Content starts

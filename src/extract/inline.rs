//! 单文件模式：把资源递归内联为 `data:` URL
//!
//! 文本资源（HTML/CSS）在编码之前先重写其内部引用，因此生成的 `data:` URL
//! 已经包含完整内联后的内容。正在内联的资源 URL 保存在一个栈中，
//! 再次引用栈中的 URL 时保持原样，以此避免循环引用导致的无限递归。

use std::borrow::Cow;

use tracing::trace;
use url::Url;

use crate::archive::{resolve_reference, ArchiveRef, Resolution, Resource, ResourceKind};
use crate::parsers::{rewrite_css, rewrite_html, LinkResolver};
use crate::utils::url::create_data_url;

/// Embedding state for one extraction call
#[derive(Debug, Default)]
pub struct Inliner<'a> {
    /// URLs currently being embedded, outermost first
    stack: Vec<&'a str>,
}

impl<'a> Inliner<'a> {
    pub fn new() -> Self {
        Inliner { stack: vec![] }
    }

    /// Text of `resource` with every resolvable reference inlined
    ///
    /// `None` for resources that are not HTML or CSS.
    pub fn render_text(
        &mut self,
        archive: ArchiveRef<'a>,
        resource: &'a Resource,
    ) -> Option<String> {
        let kind = resource.kind();
        if kind == ResourceKind::Opaque {
            return None;
        }
        let text = resource.text()?;

        self.stack.push(resource.url());
        let mut resolver = InlineResolver {
            inliner: self,
            archive,
            base: Url::parse(resource.url()).ok(),
        };
        let rendered = match kind {
            ResourceKind::Html => rewrite_html(&text, &mut resolver),
            _ => rewrite_css(&text, &mut resolver),
        };
        self.stack.pop();

        Some(rendered)
    }

    /// Bytes of `resource`, re-encoded after inlining when it is HTML or CSS
    pub fn render(&mut self, archive: ArchiveRef<'a>, resource: &'a Resource) -> Cow<'a, [u8]> {
        match self.render_text(archive, resource) {
            Some(text) => Cow::Owned(resource.encode_text(&text)),
            None => Cow::Borrowed(resource.data()),
        }
    }

    fn is_embedding(&self, url: &str) -> bool {
        self.stack.iter().any(|embedding| *embedding == url)
    }

    fn data_url(
        &mut self,
        archive: ArchiveRef<'a>,
        resource: &'a Resource,
        rewrite: bool,
    ) -> Option<String> {
        if self.is_embedding(resource.url()) {
            trace!(url = resource.url(), "reference cycle, leaving reference untouched");
            return None;
        }

        let data = if rewrite {
            self.render(archive, resource)
        } else {
            Cow::Borrowed(resource.data())
        };
        Some(create_data_url(
            resource.mime_type(),
            resource.charset().unwrap_or_default(),
            &data,
            resource.url(),
        ))
    }
}

/// Resolves the references of one document to `data:` URLs
struct InlineResolver<'i, 'a> {
    inliner: &'i mut Inliner<'a>,
    archive: ArchiveRef<'a>,
    base: Option<Url>,
}

impl LinkResolver for InlineResolver<'_, '_> {
    fn substitute(&mut self, reference: &str) -> Option<String> {
        let found = resolve_reference(self.archive, self.base.as_ref(), reference)?;

        match found.resolution {
            Resolution::Resource(resource) => self.inliner.data_url(found.holder, resource, true),
            Resolution::Subframe(subframe) => {
                // A frame document that is not HTML is embedded as it is
                let main = subframe.main_resource()?;
                let is_html = main.kind() == ResourceKind::Html;
                self.inliner.data_url(subframe, main, is_html)
            }
            Resolution::Unresolved => None,
        }
    }

    fn set_base(&mut self, href: &str) {
        let joined = match &self.base {
            Some(base) => base.join(href),
            None => Url::parse(href),
        };
        if let Ok(base) = joined {
            self.base = Some(base);
        }
    }
}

Content ends

### WHAT IS BEING ASKED
Isolate the lines above that contain the word "trace" and copy them.

### FINISHED TASK
use tracing::trace;
            trace!(url = resource.url(), "reference cycle, leaving reference untouched");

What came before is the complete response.